Dataset entries
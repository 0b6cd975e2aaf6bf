//! `gpufleet reboot`: hard reset through the cloud control plane.

use anyhow::Result;

use super::{Context, Targets};
use crate::domain::dispatcher::Action;

pub fn run(ctx: &Context, targets: &Targets) -> Result<bool> {
    ctx.run(Action::Reboot, targets)
}
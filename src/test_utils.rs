use serde_json::Value;
use std::collections::VecDeque;
use std::sync::Mutex;
use std::time::Duration;

use crate::cache::{FetchError, RequestOptions, ResourceFetcher};

/// A fetcher that replays a script of responses and records every request.
///
/// Once the script runs out it keeps answering with the fallback response,
/// which defaults to a transport error.
pub struct ScriptedFetcher {
  script: Mutex<VecDeque<Result<Value, FetchError>>>,
  otherwise: Result<Value, FetchError>,
  requests: Mutex<Vec<(String, RequestOptions)>>,
  delay: Option<Duration>,
}

impl ScriptedFetcher {
  pub fn new() -> Self {
    Self {
      script: Mutex::new(VecDeque::new()),
      otherwise: Err(offline()),
      requests: Mutex::new(Vec::new()),
      delay: None,
    }
  }

  /// Answer every request with `result`.
  pub fn always(result: Result<Value, FetchError>) -> Self {
    Self {
      otherwise: result,
      ..Self::new()
    }
  }

  /// Queue a response.
  pub fn then(self, result: Result<Value, FetchError>) -> Self {
    self.push(result);
    self
  }

  pub fn push(&self, result: Result<Value, FetchError>) {
    self.script.lock().unwrap().push_back(result);
  }

  /// Sleep before answering, so concurrent callers overlap.
  pub fn with_delay(mut self, delay: Duration) -> Self {
    self.delay = Some(delay);
    self
  }

  pub fn calls(&self) -> usize {
    self.requests.lock().unwrap().len()
  }

  pub fn requests(&self) -> Vec<(String, RequestOptions)> {
    self.requests.lock().unwrap().clone()
  }
}

impl ResourceFetcher for ScriptedFetcher {
  async fn fetch(&self, endpoint: &str, options: &RequestOptions) -> Result<Value, FetchError> {
    self
      .requests
      .lock()
      .unwrap()
      .push((endpoint.to_string(), options.clone()));

    let result = self
      .script
      .lock()
      .unwrap()
      .pop_front()
      .unwrap_or_else(|| self.otherwise.clone());

    if let Some(delay) = self.delay {
      tokio::time::sleep(delay).await;
    }

    result
  }
}

/// The error a fetcher reports when the backend is unreachable.
pub fn offline() -> FetchError {
  FetchError::Transport {
    endpoint: "test".to_string(),
    message: "connection refused".to_string(),
  }
}

pub fn http_error(status: u16) -> FetchError {
  FetchError::Http {
    status,
    message: format!("HTTP error! status: {}", status),
  }
}
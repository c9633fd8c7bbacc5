//! Client side of the portfolio REST API.

pub mod client;
pub mod fallback;
pub mod resources;

pub use client::ApiClient;
pub use fallback::Resource;
pub use resources::{with_fallback, PortfolioApi, REQUEST_CACHE_KEY};
//! Core traits and types for the caching system.

use chrono::{DateTime, Utc};
use serde_json::Value;
use std::future::Future;
use std::sync::atomic::{AtomicI64, Ordering};

/// HTTP verb of a request. Only GET is eligible for caching.
#[derive(Debug, Clone, Copy, Default, PartialEq, Eq)]
pub enum Method {
  #[default]
  Get,
  Head,
  Post,
  Put,
  Patch,
  Delete,
}

impl Method {
  /// Whether this verb is an idempotent read.
  pub fn is_read(self) -> bool {
    matches!(self, Method::Get | Method::Head)
  }

  /// Whether a response to this verb may be served from and written to the cache.
  /// HEAD carries no body, so it must not share an entry with GET.
  pub fn is_cacheable(self) -> bool {
    self == Method::Get
  }

  pub fn as_str(self) -> &'static str {
    match self {
      Method::Get => "GET",
      Method::Head => "HEAD",
      Method::Post => "POST",
      Method::Put => "PUT",
      Method::Patch => "PATCH",
      Method::Delete => "DELETE",
    }
  }
}

/// Options for a single request to the API.
#[derive(Debug, Clone, Default, PartialEq)]
pub struct RequestOptions {
  pub method: Method,
  pub headers: Vec<(String, String)>,
  pub body: Option<Value>,
}

impl RequestOptions {
  /// A plain GET.
  pub fn get() -> Self {
    Self::default()
  }

  pub fn with_method(method: Method) -> Self {
    Self {
      method,
      ..Self::default()
    }
  }

  pub fn body(mut self, body: Value) -> Self {
    self.body = Some(body);
    self
  }

  pub fn header(mut self, name: impl Into<String>, value: impl Into<String>) -> Self {
    self.headers.push((name.into(), value.into()));
    self
  }
}

/// Failure to obtain a resource from the API.
#[derive(Debug, Clone, PartialEq, Eq, thiserror::Error)]
pub enum FetchError {
  /// The request never produced a response (DNS, refused connection, timeout).
  #[error("request to {endpoint} failed: {message}")]
  Transport { endpoint: String, message: String },
  /// The server answered outside the 2xx range.
  #[error("{message}")]
  Http { status: u16, message: String },
  /// A 2xx response that was not JSON, usually a proxy serving an HTML page.
  #[error("API returned non-JSON response for {endpoint}. Check proxy/backend configuration.")]
  NotJson { endpoint: String },
  /// The body could not be parsed into the requested type.
  #[error("invalid payload from {endpoint}: {message}")]
  Payload { endpoint: String, message: String },
}

impl FetchError {
  /// HTTP status code, when the failure came from a response.
  pub fn status(&self) -> Option<u16> {
    match self {
      FetchError::Http { status, .. } => Some(*status),
      _ => None,
    }
  }
}

/// Performs the actual network request for an endpoint.
///
/// Implementations resolve to `Value::Null` for `204 No Content`.
pub trait ResourceFetcher: Send + Sync {
  fn fetch(
    &self,
    endpoint: &str,
    options: &RequestOptions,
  ) -> impl Future<Output = Result<Value, FetchError>> + Send;
}

/// Source of the current time in milliseconds since the Unix epoch.
pub trait Clock: Send + Sync {
  fn now_ms(&self) -> i64;
}

/// Wall clock.
#[derive(Debug, Clone, Copy, Default)]
pub struct SystemClock;

impl Clock for SystemClock {
  fn now_ms(&self) -> i64 {
    Utc::now().timestamp_millis()
  }
}

/// A clock that only moves when told to.
#[derive(Debug, Default)]
pub struct ManualClock {
  now: AtomicI64,
}

impl ManualClock {
  pub fn new(now_ms: i64) -> Self {
    Self {
      now: AtomicI64::new(now_ms),
    }
  }

  pub fn set(&self, now_ms: i64) {
    self.now.store(now_ms, Ordering::SeqCst);
  }

  pub fn advance(&self, ms: i64) {
    self.now.fetch_add(ms, Ordering::SeqCst);
  }
}

impl Clock for ManualClock {
  fn now_ms(&self) -> i64 {
    self.now.load(Ordering::SeqCst)
  }
}

impl<C: Clock + ?Sized> Clock for std::sync::Arc<C> {
  fn now_ms(&self) -> i64 {
    (**self).now_ms()
  }
}

/// Result from a cache operation, including data and metadata about the source.
#[derive(Debug, Clone, PartialEq)]
pub struct CacheResult<T> {
  /// The actual data
  pub data: T,
  /// Where the data came from
  pub source: CacheSource,
  /// When the data was cached (if from cache)
  pub cached_at: Option<DateTime<Utc>>,
}

impl<T> CacheResult<T> {
  /// Create a new cache result from fresh network data.
  pub fn from_network(data: T) -> Self {
    Self {
      data,
      source: CacheSource::Network,
      cached_at: None,
    }
  }

  /// Create a new cache result from a valid cache entry.
  pub fn from_cache(data: T, cached_at_ms: i64) -> Self {
    Self {
      data,
      source: CacheSource::CacheFresh,
      cached_at: DateTime::from_timestamp_millis(cached_at_ms),
    }
  }

  /// Create a new cache result for offline mode.
  pub fn offline(data: T, cached_at_ms: i64) -> Self {
    Self {
      data,
      source: CacheSource::Offline,
      cached_at: DateTime::from_timestamp_millis(cached_at_ms),
    }
  }

  /// Create a result carrying a bundled fallback dataset.
  pub fn fallback(data: T) -> Self {
    Self {
      data,
      source: CacheSource::Fallback,
      cached_at: None,
    }
  }

  pub fn map<U>(self, f: impl FnOnce(T) -> U) -> CacheResult<U> {
    CacheResult {
      data: f(self.data),
      source: self.source,
      cached_at: self.cached_at,
    }
  }
}

/// Indicates where returned data came from.
#[derive(Debug, Clone, Copy, PartialEq, Eq)]
pub enum CacheSource {
  /// Fresh data from network
  Network,
  /// Data from cache, still within its TTL
  CacheFresh,
  /// Network failed, serving the last cached copy
  Offline,
  /// Network and cache both unavailable, serving bundled data
  Fallback,
}

impl CacheSource {
  pub fn as_str(self) -> &'static str {
    match self {
      CacheSource::Network => "network",
      CacheSource::CacheFresh => "cache",
      CacheSource::Offline => "offline",
      CacheSource::Fallback => "fallback",
    }
  }
}
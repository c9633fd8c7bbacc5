//! Key-value store trait with in-memory and SQLite implementations.

use color_eyre::{eyre::eyre, Result};
use rusqlite::{params, Connection, OptionalExtension};
use std::collections::BTreeMap;
use std::path::{Path, PathBuf};
use std::sync::Mutex;

/// Errors raised by a [`KeyValueStore`].
#[derive(Debug, thiserror::Error)]
pub enum StoreError {
  /// Writing the value would exceed the store's capacity.
  #[error("storage quota exceeded ({needed} bytes needed, {quota} allowed)")]
  QuotaExceeded { needed: usize, quota: usize },
  /// The underlying backend failed.
  #[error("storage backend error: {0}")]
  Backend(String),
}

impl From<rusqlite::Error> for StoreError {
  fn from(e: rusqlite::Error) -> Self {
    StoreError::Backend(e.to_string())
  }
}

/// Synchronous, string-keyed, string-valued persistent store.
///
/// This is the only surface the cache layer needs from its storage: point
/// reads and writes plus key enumeration for prefix-scoped clears.
pub trait KeyValueStore: Send + Sync {
  /// Read the value stored under `key`.
  fn get(&self, key: &str) -> Result<Option<String>, StoreError>;

  /// Store `value` under `key`, replacing any previous value.
  fn set(&self, key: &str, value: &str) -> Result<(), StoreError>;

  /// Remove `key`. Removing an absent key is not an error.
  fn remove(&self, key: &str) -> Result<(), StoreError>;

  /// Enumerate every key currently in the store.
  fn keys(&self) -> Result<Vec<String>, StoreError>;
}

/// In-process store, optionally bounded by a byte quota.
///
/// The quota counts key and value bytes, the way browser storage does.
#[derive(Debug, Default)]
pub struct MemoryStore {
  entries: Mutex<BTreeMap<String, String>>,
  quota: Option<usize>,
}

impl MemoryStore {
  pub fn new() -> Self {
    Self::default()
  }

  /// Limit the total size of stored keys and values to `bytes`.
  pub fn with_quota(mut self, bytes: usize) -> Self {
    self.quota = Some(bytes);
    self
  }

  fn lock(&self) -> Result<std::sync::MutexGuard<'_, BTreeMap<String, String>>, StoreError> {
    self
      .entries
      .lock()
      .map_err(|e| StoreError::Backend(format!("Lock poisoned: {}", e)))
  }
}

impl KeyValueStore for MemoryStore {
  fn get(&self, key: &str) -> Result<Option<String>, StoreError> {
    Ok(self.lock()?.get(key).cloned())
  }

  fn set(&self, key: &str, value: &str) -> Result<(), StoreError> {
    let mut entries = self.lock()?;

    if let Some(quota) = self.quota {
      let used: usize = entries
        .iter()
        .filter(|(k, _)| k.as_str() != key)
        .map(|(k, v)| k.len() + v.len())
        .sum();
      let needed = used + key.len() + value.len();
      if needed > quota {
        return Err(StoreError::QuotaExceeded { needed, quota });
      }
    }

    entries.insert(key.to_string(), value.to_string());
    Ok(())
  }

  fn remove(&self, key: &str) -> Result<(), StoreError> {
    self.lock()?.remove(key);
    Ok(())
  }

  fn keys(&self) -> Result<Vec<String>, StoreError> {
    Ok(self.lock()?.keys().cloned().collect())
  }
}

/// SQLite-backed persistent store.
pub struct SqliteStore {
  conn: Mutex<Connection>,
}

/// Schema for the key-value table.
const STORE_SCHEMA: &str = r#"
CREATE TABLE IF NOT EXISTS kv (
    key TEXT PRIMARY KEY,
    value TEXT NOT NULL
);
"#;

impl SqliteStore {
  /// Open (or create) the store at the default location.
  pub fn open() -> Result<Self> {
    Self::open_at(&Self::default_path()?)
  }

  /// Open (or create) the store at `path`.
  pub fn open_at(path: &Path) -> Result<Self> {
    // Ensure parent directory exists
    if let Some(parent) = path.parent() {
      std::fs::create_dir_all(parent)
        .map_err(|e| eyre!("Failed to create cache directory: {}", e))?;
    }

    let conn = Connection::open(path)
      .map_err(|e| eyre!("Failed to open cache database at {}: {}", path.display(), e))?;

    let store = Self {
      conn: Mutex::new(conn),
    };
    store.run_migrations()?;

    Ok(store)
  }

  /// Get the default database path.
  pub fn default_path() -> Result<PathBuf> {
    Ok(crate::config::data_dir()?.join("cache.db"))
  }

  fn run_migrations(&self) -> Result<()> {
    let conn = self
      .conn
      .lock()
      .map_err(|e| eyre!("Lock poisoned: {}", e))?;

    conn
      .execute_batch(STORE_SCHEMA)
      .map_err(|e| eyre!("Failed to run cache migrations: {}", e))?;

    Ok(())
  }

  fn lock(&self) -> Result<std::sync::MutexGuard<'_, Connection>, StoreError> {
    self
      .conn
      .lock()
      .map_err(|e| StoreError::Backend(format!("Lock poisoned: {}", e)))
  }
}

impl KeyValueStore for SqliteStore {
  fn get(&self, key: &str) -> Result<Option<String>, StoreError> {
    let conn = self.lock()?;
    let value = conn
      .query_row("SELECT value FROM kv WHERE key = ?", params![key], |row| {
        row.get(0)
      })
      .optional()?;
    Ok(value)
  }

  fn set(&self, key: &str, value: &str) -> Result<(), StoreError> {
    let conn = self.lock()?;
    conn.execute(
      "INSERT OR REPLACE INTO kv (key, value) VALUES (?, ?)",
      params![key, value],
    )?;
    Ok(())
  }

  fn remove(&self, key: &str) -> Result<(), StoreError> {
    let conn = self.lock()?;
    conn.execute("DELETE FROM kv WHERE key = ?", params![key])?;
    Ok(())
  }

  fn keys(&self) -> Result<Vec<String>, StoreError> {
    let conn = self.lock()?;
    let mut stmt = conn.prepare("SELECT key FROM kv ORDER BY key")?;
    let keys = stmt
      .query_map([], |row| row.get(0))?
      .collect::<Result<Vec<String>, _>>()?;
    Ok(keys)
  }
}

(What to do)
What is needed is an exact copy of the lines from the one containing "let keys = stmt" through the final line of the data, both included, and nothing more.

(Response below)
    let keys = stmt
      .query_map([], |row| row.get(0))?
      .collect::<Result<Vec<String>, _>>()?;
    Ok(keys)
  }
}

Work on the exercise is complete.